Staphylococcal Toxic Shock Syndrome
- An acute toxin-mediated illness associated with Staphylococcus aureus infection
- Toxic shock syndrome (TSS) is characterized by sudden onset of high fever and rash with subsequent hypotension, desquamation, and involvement of ≥3 organ systems (1):
- Menstrual (less common): associated with menstruation and tampon use
- Nonmenstrual (more common): associated with postoperative wounds and barrier contraception
- Can occur in children and adults
- System(s) affected: multiple
- Predominant age: 15 to 35 years; can occur at any age
- Predominant sex: female > male
- Nonmenstrual cases increasingly associated with methicillin-resistant S. aureus (MRSA) infections and carry a higher mortality rate (1)
- Newborn: neonatal TSS-like exanthematous disease syndrome
59 to 78 cases per year reported to the CDC from 2011 to 2015 (2)
Etiology and Pathophysiology
- S. aureus exotoxins, especially TSS toxin-1 (TSST-1) (in >90% of menstrual cases)
- Staphylococcal enterotoxins A to E and G to I
- Enterotoxins B and C cause 50% of nonmenstrual TSS.
- Production and release of staphylococcal superantigens that bind to APC MHC class II and V-β region of T-cell receptor
- T cells are activated, releasing cytokines (interleukin [IL]-1, IL-2, γ-interferon, tumor necrosis factor [TNF]-α, TNF-β, IL-6) that cause capillary leak, hypotension, and shock.
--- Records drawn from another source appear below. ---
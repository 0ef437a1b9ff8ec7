use std::path::PathBuf;

use clap::Parser;
use log::LevelFilter;

#[derive(Parser, Debug)]
#[command(author, version, about)]
pub struct Cli {
    /// One or more request files, each packed independently
    #[arg(short, long, value_name = "FILE", num_args = 1.., required = true)]
    pub input_file: Vec<PathBuf>,
    #[arg(short, long, value_name = "FOLDER")]
    pub solution_folder: PathBuf,
    #[arg(short, long, value_name = "FILE")]
    pub config_file: Option<PathBuf>,
    #[arg(
        short,
        long,
        value_name = "[off, error, warn, info, debug, trace]",
        default_value = "info"
    )]
    pub log_level: LevelFilter,
}
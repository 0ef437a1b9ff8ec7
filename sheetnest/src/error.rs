use crate::entities::{PartId, SheetSpec};
use thiserror::Error;

pub type Result<T> = std::result::Result<T, NestError>;

/// Errors that stop a packing request. None of them are retried by the engine.
#[derive(Debug, Clone, PartialEq, Eq, Error)]
pub enum NestError {
    #[error("sheet dimensions must be positive, got {length}x{width}")]
    InvalidSheetDimensions { length: usize, width: usize },

    #[error("part {part} has invalid dimensions {width}x{height}: {reason}")]
    InvalidPartDimensions {
        part: PartId,
        width: usize,
        height: usize,
        reason: &'static str,
    },

    #[error(
        "part {part} ({width}x{height}) can never fit a {}x{} sheet with spacing {}",
        .sheet.length, .sheet.width, .sheet.spacing
    )]
    UnplaceablePart {
        part: PartId,
        width: usize,
        height: usize,
        sheet: SheetSpec,
    },

    #[error("part {0} appears more than once in the request")]
    DuplicatePartId(PartId),

    #[error("sheet {sheet} made no progress, {} parts remain: {remaining:?}", .remaining.len())]
    NonTerminatingPacking { sheet: usize, remaining: Vec<PartId> },

    #[error("packing was cancelled")]
    Cancelled,
}
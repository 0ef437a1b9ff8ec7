use crate::entities::{NestSolution, PlacementResult};
use crate::io::ext_repr::{ExtNestSolution, ExtPlacedPart, ExtSheetLayout};
use std::time::Instant;

/// Exports a solution out of the library
pub fn export(solution: &NestSolution, epoch: Instant) -> ExtNestSolution {
    ExtNestSolution {
        sheets: solution.layouts.iter().map(export_layout).collect(),
        n_sheets: solution.n_sheets(),
        n_parts: solution.n_placed(),
        density: solution.density(),
        run_time_ms: solution
            .time_stamp
            .saturating_duration_since(epoch)
            .as_millis() as u64,
    }
}

/// Exports a single sheet as its cut list
pub fn export_layout(layout: &PlacementResult) -> ExtSheetLayout {
    let placed_parts = layout
        .placed
        .values()
        .enumerate()
        .map(|(i, pp)| ExtPlacedPart {
            seq: i + 1,
            part_id: pp.part.id.0,
            shape_type: pp.part.kind,
            x: pp.position.x,
            y: pp.position.y,
            width: pp.part.width,
            height: pp.part.height,
            meta: pp.part.meta.clone(),
        })
        .collect();

    ExtSheetLayout {
        index: layout.sheet_index,
        sheet_length: layout.sheet.length,
        sheet_width: layout.sheet.width,
        spacing: layout.sheet.spacing,
        density: layout.density(),
        placed_parts,
    }
}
- Use of regular absorbency tampons during menstruation
- Surgical wound infections
- Early postpartum state, especially after cesarean section or episiotomy
- Pediatric considerations
- TSS may occur as a complication of chickenpox or burns. TSS is the most common cause of unexpected mortality after small burns in children. Prophylactic antibiotic use is not indicated in this situation (3).